William Kelley reviews the wines of Burgundy, Chablis, Beaujolais, Champagne, Madeira and English Sparkling Wine.

Lisa Perrotti-Brown, MW reviews the wines of Bordeaux, Napa Valley and Sonoma County.

Stephan Reinhardt reviews the wines of Germany, Austria, Switzerland, Alsace and Loire Valley

Erin Brooks reviews the wines of Oregon, Sonoma County and California Central Coast.

Anthony Mueller reviews the wines of Washington State and South Africa.

Liwen Hao covers Asia.

Mark Squires oversees the Mark Squires' Bulletin Board at RobertParker.com and reviews the wines of Portugal, Israel, Greece, Romania and Bulgaria.

Previous Wine Advocate critics include Pierre Rovani, Jeb Dunnuck, Daniel Thomases, Jay Miller and Antonio Galloni.

==Influence on the wine industry==
While not the first American wine publication, nor the first to use a numerical wine ratings scale, The Wine Advocate was the first to widely adopt the 50-100 point scale and use it as parallel to the American educational grading system. This system was familiar to Robert Parker's original target audience—the average American consumer—and provided a guideline for quantifying a wine's quality in a standardize format. Retailers have used The Wine Advocate's "Parker scores" to aggressively market wines with high scores. The scores have also become focal points for collectors and wine investors who purchase highly rated wines in the hopes that the Parker scores will increase the value of the wine.

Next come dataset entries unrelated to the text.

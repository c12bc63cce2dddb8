//! GTP engine process communication.
//!
//! [`GtpEngine`] owns a child process that speaks GTP over its standard
//! streams. The protocol is strictly half-duplex: one command is written, then
//! exactly one response line is read back before the next command goes out.
//! [`GtpConnection`] is the seam the game drives, so the game logic can run
//! against any transport that follows the same contract.

use std::io::{BufRead, BufReader, Write};
use std::path::PathBuf;
use std::process::{Child, ChildStdin, ChildStdout, Command as ProcessCommand, Stdio};
use std::sync::mpsc::{self, Receiver, RecvTimeoutError, Sender};
use std::thread;
use std::time::{Duration, Instant};

use tracing::{debug, info, trace, warn};

use crate::error::{GtpError, Result};
use crate::protocol::{self, Command, Response, ResponseKind};

/// Default bound on how long a single response may take to arrive.
pub const DEFAULT_READ_TIMEOUT: Duration = Duration::from_secs(30);

/// A half-duplex GTP request/response channel.
pub trait GtpConnection {
    /// Starts the underlying engine.
    fn open(&mut self) -> Result<()>;

    /// Returns `true` while the engine has not exited.
    fn is_alive(&mut self) -> bool;

    /// Writes one command without waiting for its response.
    fn send_command(&mut self, command: &Command) -> Result<()>;

    /// Blocks until one response line has been read and decoded.
    ///
    /// With `ignore_empty` set, blank keep-alive lines are skipped.
    fn recv_response(&mut self, ignore_empty: bool) -> Result<Response>;

    /// Releases the engine. Must be safe to call more than once.
    fn close(&mut self);

    /// Sends `command` and reads back its non-empty response.
    fn request(&mut self, command: &Command) -> Result<Response> {
        self.send_command(command)?;
        self.recv_response(true)
    }

    /// Get the engine's name and version.
    ///
    /// Sends the `name` and `version` commands and combines the answers. An
    /// engine that rejects `version` is reported by name only.
    fn identify(&mut self) -> Result<String> {
        let name = match self.request(&Command::name())?.into_result() {
            Ok(name) => name,
            Err(msg) => {
                return Err(GtpError::MalformedResponse(format!(
                    "invalid name response: {msg}"
                )));
            }
        };

        let version = self
            .request(&Command::version())?
            .into_result()
            .unwrap_or_default();

        if version.is_empty() {
            Ok(name)
        } else if version.starts_with(['v', 'V']) {
            Ok(format!("{name} {version}"))
        } else {
            Ok(format!("{name} v{version}"))
        }
    }
}

enum ReaderEvent {
    Line(Vec<u8>),
    Closed,
    Failed(std::io::Error),
}

struct RunningEngine {
    child: Child,
    stdin: ChildStdin,
    lines: Receiver<ReaderEvent>,
}

/// A GTP-compatible Go engine process.
///
/// The process is spawned by [`GtpConnection::open`] and terminated by
/// [`GtpConnection::close`] or when the value is dropped.
pub struct GtpEngine {
    program: String,
    args: Vec<String>,
    working_dir: Option<PathBuf>,
    read_timeout: Duration,
    running: Option<RunningEngine>,
}

impl GtpEngine {
    /// Create a new, not yet started, GTP engine.
    ///
    /// # Arguments
    ///
    /// * `program` - Path or name of the engine executable
    /// * `args` - Command-line arguments for the engine
    pub fn new(program: impl Into<String>, args: Vec<String>) -> Self {
        Self {
            program: program.into(),
            args,
            working_dir: None,
            read_timeout: DEFAULT_READ_TIMEOUT,
            running: None,
        }
    }

    /// Run the engine from `dir` instead of the current directory.
    pub fn with_working_dir(mut self, dir: Option<PathBuf>) -> Self {
        self.working_dir = dir;
        self
    }

    /// Bound every [`GtpConnection::recv_response`] call by `timeout`.
    pub fn with_read_timeout(mut self, timeout: Duration) -> Self {
        self.read_timeout = timeout;
        self
    }

    pub fn program(&self) -> &str {
        &self.program
    }

    pub fn read_timeout(&self) -> Duration {
        self.read_timeout
    }

    fn spawn_reader(stdout: ChildStdout, tx: Sender<ReaderEvent>) {
        thread::spawn(move || {
            let mut reader = BufReader::new(stdout);
            loop {
                let mut line = Vec::new();
                let event = match reader.read_until(b'\n', &mut line) {
                    Ok(0) => ReaderEvent::Closed,
                    Ok(_) => ReaderEvent::Line(line),
                    Err(e) => ReaderEvent::Failed(e),
                };
                let done = !matches!(event, ReaderEvent::Line(_));
                if tx.send(event).is_err() || done {
                    break;
                }
            }
        });
    }
}

impl GtpConnection for GtpEngine {
    /// Spawns the engine with piped stdin/stdout and a discarded stderr.
    ///
    /// An engine that is already running is closed first.
    ///
    /// # Errors
    ///
    /// Returns [`GtpError::ProcessStart`] if the process cannot be spawned.
    fn open(&mut self) -> Result<()> {
        if self.running.is_some() {
            self.close();
        }

        let mut command = ProcessCommand::new(&self.program);
        command
            .args(&self.args)
            .stdin(Stdio::piped())
            .stdout(Stdio::piped())
            .stderr(Stdio::null());
        if let Some(dir) = &self.working_dir {
            command.current_dir(dir);
        }

        let mut child = command.spawn().map_err(|source| GtpError::ProcessStart {
            program: self.program.clone(),
            source,
        })?;

        let (stdin, stdout) = match (child.stdin.take(), child.stdout.take()) {
            (Some(stdin), Some(stdout)) => (stdin, stdout),
            _ => {
                let _ = child.kill();
                let _ = child.wait();
                return Err(GtpError::ConnectionBroken(
                    "engine streams are not piped".to_string(),
                ));
            }
        };

        let (tx, rx) = mpsc::channel();
        Self::spawn_reader(stdout, tx);

        info!(program = %self.program, pid = child.id(), "engine started");
        self.running = Some(RunningEngine {
            child,
            stdin,
            lines: rx,
        });
        Ok(())
    }

    fn is_alive(&mut self) -> bool {
        match &mut self.running {
            Some(running) => matches!(running.child.try_wait(), Ok(None)),
            None => false,
        }
    }

    fn send_command(&mut self, command: &Command) -> Result<()> {
        if !self.is_alive() {
            return Err(GtpError::ConnectionBroken(
                "engine is not running".to_string(),
            ));
        }
        let Some(running) = self.running.as_mut() else {
            return Err(GtpError::ConnectionBroken(
                "engine is not running".to_string(),
            ));
        };

        debug!(command = %command, "send");
        running
            .stdin
            .write_all(&command.to_bytes())
            .and_then(|()| running.stdin.flush())
            .map_err(|e| GtpError::ConnectionBroken(format!("write failed: {e}")))
    }

    /// Reads lines until one response is available or the deadline passes.
    ///
    /// The deadline covers the whole call, so an engine that only ever emits
    /// blank lines still times out.
    fn recv_response(&mut self, ignore_empty: bool) -> Result<Response> {
        let timeout = self.read_timeout;
        let Some(running) = self.running.as_mut() else {
            return Err(GtpError::ConnectionBroken(
                "engine is not running".to_string(),
            ));
        };

        let deadline = Instant::now() + timeout;
        loop {
            let remaining = deadline.saturating_duration_since(Instant::now());
            let line = match running.lines.recv_timeout(remaining) {
                Ok(ReaderEvent::Line(line)) => line,
                Ok(ReaderEvent::Closed) | Err(RecvTimeoutError::Disconnected) => {
                    return Err(GtpError::ConnectionBroken(
                        "engine closed its output".to_string(),
                    ));
                }
                Ok(ReaderEvent::Failed(e)) => {
                    return Err(GtpError::ConnectionBroken(format!("read failed: {e}")));
                }
                Err(RecvTimeoutError::Timeout) => {
                    warn!(?timeout, "engine response timed out");
                    return Err(GtpError::Timeout(timeout));
                }
            };

            trace!(line = %String::from_utf8_lossy(&line).trim_end(), "recv");
            let response = protocol::decode(&line)?;
            if ignore_empty && response.kind() == ResponseKind::Empty {
                trace!("skipping empty line");
                continue;
            }
            return Ok(response);
        }
    }

    /// Sends `quit`, then kills and reaps the process.
    ///
    /// The `quit` response is not awaited.
    fn close(&mut self) {
        let Some(mut running) = self.running.take() else {
            return;
        };

        if matches!(running.child.try_wait(), Ok(None)) {
            let _ = running.stdin.write_all(&Command::quit().to_bytes());
            let _ = running.stdin.flush();
        }
        drop(running.stdin);

        let _ = running.child.kill();
        let status = running.child.wait();
        debug!(program = %self.program, ?status, "engine closed");
    }
}

impl Drop for GtpEngine {
    fn drop(&mut self) {
        self.close();
    }
}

Throughout various wine regions, most notably Bordeaux, The Wine Advocate early vintage evaluation-sampled while the wine is still in oak barrels—can have a dramatic effect on the eventual prices of all the region's wine upon their release. Individual scores of wine can also affect whether or not distributors or retailers will order the wine to sell with some retailers refusing to order wine rated below 85 points.

==Wine Advocate Fund==
The Wine Advocate also operates The Wine Advocate Fund For Philanthropy, a nonprofit organization that raises money primarily for cancer research. In 2008 the Fund hosted a $10,000 per plate charity dinner where the publication's 100-rated wines were served. In 2006 a similar dinner raised $1.3 million.

==Criticisms==
The influence of The Wine Advocate on the demand and commercial interest of wine has met with some criticism, with wineries being accused of making wines tailored to Parker's tastes. In the late 1980s, wine expert Jancis Robinson noted that Parker and The Wine Advocate were "... in danger of controlling the international fine wine market". The subject of scoring of The Wine Advocate scoring has also been criticized by wine writers, such as Hugh Johnson, who stated that wine tasting and evaluation are intrinsically subjective, with the wine having the potential to dramatically change and evolve over time. The Wine Advocate publishes on the cover of every issues its philosophy that "...wine is no different from any consumer product. There are specific standards of quality that full time wine professionals recognize".

The effects of The Wine Advocate scores can be pronounced in the retail sphere, with wine rated above 90 points usually selling well while those even in the 85–89 range, which is rated "good to very good", are often ignored by consumers.